Taken together, DUF/ADAM provided communities struggling with emerging and long-standing substance abuse problems with critical research tools to measure and understand the local drug problem and to evaluate programs and interventions that targeted the criminally active population. In addition, the DUF/ADAM programs provided a network of local drug use data that formed a foundation for understanding drug use across the country.


Attention to national drug use trends data has been important in the United States since the turn of the 20th century. In an age where communities face imminent, substantial budget cuts, understanding the drug problem in one’s community and sharing that information with policymakers and practitioners is essential, especially when an increase in service demand is coupled with a decreasing resource supply. Both the DAWN and DUF/ADAM programs have significantly contributed to the nation’s ability to document such information for over 20 years.

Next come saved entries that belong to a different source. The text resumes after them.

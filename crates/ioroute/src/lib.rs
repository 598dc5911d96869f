//! Ioroute - pseudo-URL addressed I/O channels and the event log
//!
//! One uniform open/write/read/tell/close surface over pluggable
//! drivers keyed by pseudo-URL prefix: the standard streams, appending
//! and overwriting files, ring-store rings and a null sink ship with
//! the crate; foreign drivers register alongside them. Writes buffer in
//! the route until flushed. On top sits [`EventLog`]: severity-routed
//! logging where every level picks its own destination and format.
//!
//! # Example
//!
//! ```no_run
//! use ioroute::{elog, EventLog, Router, RouterConfig, Severity};
//!
//! let router = Router::with_core_drivers(RouterConfig::default());
//!
//! let mut out = router.open("file:probe.log", "", None, 1)?;
//! out.print("probe started\n");
//! out.flush()?;
//!
//! let mut log = EventLog::new("probe", "telemetry probe");
//! log.set_above(&router, Severity::Warning, "stderr:")?;
//! elog!(log, Severity::Warning, "ring nearly full")?;
//! # Ok::<(), ioroute::RouteError>(())
//! ```

mod driver;
mod elog;
mod error;
mod route;
mod rt_file;
mod rt_null;
mod rt_ring;
mod rt_std;

pub use driver::{Access, Channel, Driver, OpenRequest, Tell};
pub use elog::{
    EventLog, EventRecord, Severity, FORMAT_FULL, FORMAT_STANDARD, FORMAT_TERSE, NSEVERITIES,
};
pub use error::RouteError;
pub use route::{Route, Router, RouterConfig};
pub use rt_file::FileDriver;
pub use rt_null::NullDriver;
pub use rt_ring::RingDriver;
pub use rt_std::{StderrDriver, StdinDriver, StdoutDriver};
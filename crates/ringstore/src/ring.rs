//! Time-Ring: a named circular buffer of timestamped samples inside a
//! key/value store.
//!
//! Per ring `R` the store carries `R.meta` (slots, oldest, youngest,
//! duration, description) and one record per live sample under
//! `R.<seq>`, the value being the sample blob behind an 8-byte
//! little-endian `(time, length)` prefix. Sequences start at 1 and are
//! never reused; when the ring is full the oldest sample is removed in
//! the same write transaction as the append. A per-opening cursor
//! tracks the next unread sequence and always satisfies
//! `oldest <= cursor <= youngest + 1`.

use crate::error::RingError;
use diskstore::{Mode, Store, StoreConfig, TxnMode};
use std::time::{SystemTime, UNIX_EPOCH};
use tabular::Table;

/// Epoch seconds, as carried on the wire.
pub type Seconds = u32;

/// One `(seq, time, blob)` record read from a ring.
#[derive(Debug, Clone, PartialEq, Eq)]
pub struct Sample {
    pub seq: u64,
    pub time: Seconds,
    pub data: Vec<u8>,
}

/// A ring's position counters, as reported by [`TimeRing::stat`].
#[derive(Debug, Clone, Copy, PartialEq, Eq)]
pub struct RingStat {
    pub duration: u32,
    pub slots: u32,
    pub oldest: u64,
    pub oldest_time: Seconds,
    pub youngest: u64,
    pub youngest_time: Seconds,
    pub cursor: u64,
}

/// The ring's durable counters, stored under `<ring>.meta`.
#[derive(Debug, Clone, PartialEq, Eq)]
pub(crate) struct RingMeta {
    pub slots: u32,
    /// Oldest live sequence; `youngest + 1` when the ring is empty.
    pub oldest: u64,
    /// Youngest live sequence; 0 before the first put.
    pub youngest: u64,
    pub duration: u32,
    pub description: String,
}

The history of the DAWN and DUF/ADAM programs underscores the difficulties in trying to measure drug use and its consequences across the United States. In particular, both programs received criticisms over their limitations and underwent significant revision in an effort to make the data they collect more reliable and valid. The data from these programs, in turn, improved in quality and usefulness to federal, state, and local policymakers and governments. As a result, the DAWN and DUF/ADAM data have been used in a variety of capacities to influence policymaking, program implementation, resource allocation, and an overall understanding of drug use and its consequences. The future of DAWN is promising, with substantial hope and resources devoted to the continued development of a strong national indicator of drug-related morbidity and mortality. The future of DUF/ADAM, on the other hand, is less certain. Without ADAM or something similar, national indicators of drug use will remain silent on the trends and patterns of drug use among criminal offenders.